En fait, la montée de la pudeur concerne davantage de choses que le dévoilement ou la suggestion des organes génitaux. Utiliser un siège de commodité à la vue de tous, uriner dans les cendres de l’âtre, lâcher des vents à tout vent, vomir à l’écart ou cracher dans son mouchoir n’offusque personne. Parce qu’elle est recommandée par le corps médical (qui incite aux purges régulières des humeurs par tous les orifices possibles), une extraordinaire liberté dans les fonctions d’excrétion perdure encore à la cour de Louis XIV. « Dans les couloirs et les escaliers de Versailles, chacun doit faire attention à l’endroit où il met les pieds », assure Sabine Melchior Bonnet. Un mémorialiste, Tallemant des Réaux, raconte qu’au XVIIe siècle une certaine Madame Le Gondran ne craint toujours pas de changer de chemise devant un homme. Elle boit comme un Templier et, portée un jour saoule au lit, elle y « desgobilla si bien qu’elle gasta draps, couvertures, carreaux et tapis d’alcôve »… Néanmoins, « la pudeur opère son travail de tri et la société établit son code de décence, ajoute l’historienne. Mais le filtrage ne se fait que lentement ».

Au tournant des moeurs

Officiantes d’une étrange cérémonie, Gabrielle et sa soeur se situent peut-être à ce tournant des moeurs. Elles continuent à troubler, car, dans leur apparente rectitude et leur beauté gelée, se mêlent encore l’érotisme et l’exhibition toute crue. « Assigné à résider en ce lieu imaginaire où le rideau rouge, avant qu’il ne se lève, obturait l’espace scénique, le spectateur se voit soudain comme partenaire singulièrement privilégié: ces femmes nues ont voulu ne pas avoir de secret pour lui », écrit Pierre Fresnault-Deruelle, professeur à l’université de Paris-I. Est-ce la raison pour laquelle le peintre a représenté au fond, sur le manteau de la cheminée, un morceau de toile où reposent des jambes ouvertes, soit la partie manquante de ces femmes-troncs?

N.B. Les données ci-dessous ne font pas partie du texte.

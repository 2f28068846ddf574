//! 🎬 *[camera pans across a dimly lit server room]*
//! 🎬 "In a world where buckets must move..."
//! 🎬 "One coordinator dared to count them all."
//!
//! 📦 The Supervisor module: the [`Coordinator`] that walks the bucket list, and the
//! bucket migrator and workers it keeps on a short leash.
//!
//! Order of business, every run:
//! 1. 🔒 both service credentials present, or bail before anything else happens
//! 2. 🙋 ask the [`Confirm`] capability once; "no" ends the run with nothing touched
//! 3. 📁 acquire the staging area
//! 4. 🪣 migrate each bucket in the configured order, folding summaries into the total
//! 5. 🧹 release the staging area (best effort)
//!
//! ⚠️ Workers are the supervisor's private minions. Do not pub them.

mod bucket_migrator;
mod workers;

use std::sync::Arc;

use anyhow::{Context, Result};
use tracing::info;

use crate::app_config::AppConfig;
use crate::backends::{StorageApi, StoreBackend};
use crate::common::MigrationReport;
use crate::lister::Lister;
use crate::staging::StagingArea;
use crate::transfer::Transfer;
use bucket_migrator::BucketMigrator;

/// 🙋 The one question asked before anything is mutated.
///
/// The CLI asks a human on stdin; tests and `--yes` use [`AlwaysConfirm`].
pub trait Confirm: Send + Sync {
    fn confirm(&self, prompt: &str) -> Result<bool>;
}

/// ✅ Says yes. Every time. No questions asked, which is the whole point.
#[derive(Debug, Default, Clone, Copy)]
pub struct AlwaysConfirm;

impl Confirm for AlwaysConfirm {
    fn confirm(&self, _prompt: &str) -> Result<bool> {
        Ok(true)
    }
}

/// 🏁 How a run ended, if it ended without an error.
#[derive(Debug, Clone, PartialEq, Eq)]
pub enum RunOutcome {
    /// 🙅 The operator said no. Nothing was touched.
    Cancelled,
    Completed(MigrationReport),
}

impl RunOutcome {
    /// 🚦 0 unless some object failed to migrate.
    pub fn exit_code(&self) -> i32 {
        match self {
            RunOutcome::Cancelled => 0,
            RunOutcome::Completed(report) if report.total.is_clean() => 0,
            RunOutcome::Completed(_) => 1,
        }
    }
}

/// 📦 The Coordinator: owns the config, the stores, and (while running) the staging area.
#[derive(Debug)]
pub struct Coordinator {
    config: AppConfig,
    stores: Option<(StoreBackend, StoreBackend)>,
}

impl Coordinator {
    /// 🚀 A coordinator that will talk to the configured projects over HTTP.
    pub fn new(config: AppConfig) -> Self {
        Self {
            config,
            stores: None,
        }
    }

    /// 🔌 Swaps in explicit source and destination stores instead of the HTTP ones.
    pub fn with_stores(mut self, source: StoreBackend, destination: StoreBackend) -> Self {
        self.stores = Some((source, destination));
        self
    }

    /// 🧵 Runs the whole migration. `Err` only for precondition and setup failures;
    /// per-object trouble shows up in the report instead.
    pub async fn run(self, confirm: &dyn Confirm) -> Result<RunOutcome> {
        let credentials = self.config.credentials()?;
        if self.config.buckets.is_empty() {
            anyhow::bail!(
                "💀 No buckets to migrate. Pass them on the command line or set `buckets` in the config."
            );
        }

        let Coordinator { config, stores } = self;
        let (source, destination) = match stores {
            Some(stores) => stores,
            None => (
                StoreBackend::Http(
                    StorageApi::new(&config.source.url, credentials.source, &config.runtime)
                        .context("💀 Could not set up the source project client")?,
                ),
                StoreBackend::Http(
                    StorageApi::new(&config.destination.url, credentials.destination, &config.runtime)
                        .context("💀 Could not set up the destination project client")?,
                ),
            ),
        };

        info!("📦 Storage migration");
        info!("🚰 Source:      {}", config.source.url);
        info!("🕳️ Destination: {}", config.destination.url);
        info!("🪣 Buckets:     {}", config.buckets.join(", "));

        let prompt = format!(
            "⚠️ This will migrate ALL objects in {} bucket(s) from {} to {}. Continue?",
            config.buckets.len(),
            config.source.url,
            config.destination.url
        );
        if !confirm.confirm(&prompt)? {
            info!("🙅 Migration cancelled");
            return Ok(RunOutcome::Cancelled);
        }

        let staging = StagingArea::acquire(&config.staging.root).await?;
        let source = Arc::new(source);
        let migrator = BucketMigrator::new(
            Lister::new(source.clone(), config.listing.clone()),
            Transfer::new(source, Arc::new(destination), staging.root()),
            config.runtime.clone(),
        );

        let mut report = MigrationReport::default();
        for bucket in &config.buckets {
            let summary = migrator.migrate_bucket(bucket, &staging).await;
            report.push(bucket.as_str(), summary);
        }

        info!("🧹 Cleaning up temporary files...");
        if config.staging.retain_on_failure && !report.total.is_clean() {
            staging.retain();
        } else {
            staging.release().await;
        }

        info!(
            "🏁 Migration complete: {} total, {} migrated, {} failed",
            report.total.total, report.total.success, report.total.failed
        );
        Ok(RunOutcome::Completed(report))
    }
}
//! 🧵 Workers: the ones who actually move the bytes while the Supervisor takes all
//! the credit in the sprint retro.
//!
//! ⚠️ Workers are the supervisor's private minions. They stay `pub(in crate::supervisors)`.

use tokio::task::JoinHandle;

use crate::common::RunSummary;

mod transfer_worker;
pub(in crate::supervisors) use transfer_worker::TransferWorker;

/// 🏗️ A background worker, that does work. duh.
///
/// Spawned onto the runtime; the handle resolves to the worker's own tally once its
/// queue is drained and closed.
pub(in crate::supervisors) trait Worker {
    fn start(self) -> JoinHandle<RunSummary>;
}
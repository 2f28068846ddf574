//! 🚀 bkx-cli: the front door, the bouncer, the maitre d' of bkx.
//!
//! 🎬 *[narrator voice]* "It all started with a simple main() function..."
//! 📦 This binary crate is the thin CLI wrapper that parses args, loads config,
//! sets up logging, asks the one scary question, and then lets the library do
//! the heavy lifting. Like a manager. 🦆

use std::io::{BufRead, Write};
use std::path::PathBuf;

use anyhow::{Context, Result};
use bkx::{AlwaysConfirm, Confirm, RunOutcome};
use clap::Parser;
use tracing::error;
use tracing_subscriber::EnvFilter;

/// 🪣 Migrate every object in a list of storage buckets from one project to another.
///
/// Credentials come from BKX_SOURCE__SERVICE_KEY and BKX_DESTINATION__SERVICE_KEY.
#[derive(Debug, Parser)]
#[command(name = "bkx", version)]
struct Cli {
    /// TOML config file, merged over BKX_* environment variables.
    #[arg(short, long)]
    config: Option<PathBuf>,

    /// Skip the confirmation prompt.
    #[arg(short, long)]
    yes: bool,

    /// Buckets to migrate, in order. Replaces the configured list.
    buckets: Vec<String>,
}

/// 🙋 Asks on stdout, reads one line from stdin. Only a literal "yes" counts.
struct StdinConfirm;

impl Confirm for StdinConfirm {
    fn confirm(&self, prompt: &str) -> Result<bool> {
        let mut stdout = std::io::stdout().lock();
        write!(stdout, "{} (yes/no): ", prompt)?;
        stdout.flush()?;

        let mut answer = String::new();
        std::io::stdin()
            .lock()
            .read_line(&mut answer)
            .context("💀 Could not read the confirmation answer from stdin")?;
        Ok(answer.trim().eq_ignore_ascii_case("yes"))
    }
}

/// 🚀 main(): where it all begins. The "I pressed Enter and held my breath" moment.
///
/// 🔧 Steps:
/// 1. Init tracing (so we can see what goes wrong, and when)
/// 2. Parse args
/// 3. Load config (the moment of truth)
/// 4. Run the thing, print the scoreboard
/// 5. Exit 1 if anything failed (cry)
#[tokio::main]
async fn main() {
    tracing_subscriber::fmt()
        .with_env_filter(EnvFilter::try_from_default_env().unwrap_or_else(|_| EnvFilter::new("info")))
        .init();

    let cli = Cli::parse();

    match run(cli).await {
        Ok(outcome) => {
            if let RunOutcome::Completed(report) = &outcome {
                println!("{}", bkx::progress::summary_table(report));
                if !report.total.is_clean() {
                    error!(
                        "💀 {} object(s) failed to migrate. Check the warnings above.",
                        report.total.failed
                    );
                }
            }
            std::process::exit(outcome.exit_code());
        }
        Err(err) => {
            report_error(&err);
            // 🗑️ Exit with prejudice. Process exitus maximus.
            std::process::exit(1);
        }
    }
}

async fn run(cli: Cli) -> Result<RunOutcome> {
    // 🔒 Validate the config file exists before we get too emotionally attached
    if let Some(path) = &cli.config {
        let exists = path.try_exists().with_context(|| {
            format!(
                "💀 Couldn't check whether the configuration file exists. Maybe it's a pwd/cwd thing \
                 with relative paths; an absolute path removes all doubt. Was checking here: '{}'",
                path.display()
            )
        })?;
        if !exists {
            anyhow::bail!(
                "💀 Configuration file '{}' does not exist. Double check the path.",
                path.display()
            );
        }
    }

    let mut config = bkx::app_config::load_config(cli.config.as_deref())
        .context("💀 In bkx-cli, main, we couldn't load the configuration. Take a look at the file and the BKX_* variables")?;
    if !cli.buckets.is_empty() {
        config.buckets = cli.buckets;
    }

    if cli.yes {
        bkx::run(config, &AlwaysConfirm).await
    } else {
        bkx::run(config, &StdinConfirm).await
    }
}

/// 🧅 Peels the error chain one layer at a time, and adds a hint if it smells like the network.
fn report_error(err: &anyhow::Error) {
    error!("💀 error: {}", err);
    let mut the_vibes_are_giving_connection_issues = false;
    for cause in err.chain().skip(1) {
        error!("⚠️  cause: {}", cause);
        let cause_str = cause.to_string();
        if cause_str.contains("error sending request")
            || cause_str.contains("connection refused")
            || cause_str.contains("Connection refused")
            || cause_str.contains("tcp connect error")
            || cause_str.contains("dns error")
        {
            the_vibes_are_giving_connection_issues = true;
        }
    }

    // -- 📡 if it smells like a connection problem, it's probably a connection problem
    if the_vibes_are_giving_connection_issues {
        error!(
            "🔧 hint: looks like a project isn't reachable. Double-check the source and \
             destination URLs (scheme included) and that your network can reach them. ☕"
        );
    }
}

Avec leurs visages allongés et leur musculation un peu excessive (deux caractéristiques de l’école de Fontainebleau), les deux soeurs prennent magistralement possession de l’avant-plan. Le duo ne peut pourtant pas empêcher notre regard d’aller errer dans les lointains plus intimes de la représentation. Au bout de la pièce, près de l’âtre, dont le feu est (symboliquement?) caché par une table recouverte d’un drap (on aperçoit avec peine le haut d’une flamme), figure une dame de compagnie absorbée par ses travaux de couture. Ses pieds dépassent à peine de sa robe. Chaste, elle se présente en gardienne de la vie privée. « Derrière ce double portrait et son décorum d’emprunt, une scène s’est donc mise en place, conclut Fresnault-Deruelle, avec une narrativité si manifestement lisible que l’espace, lacunaire et fragmenté, « laisse à désirer ». » Et le mystère du tableau, dû à l’ambiguïté d’une époque qui hésite entre chaleur et froideur, entre volupté et vertu, est peut-être enfin résolu.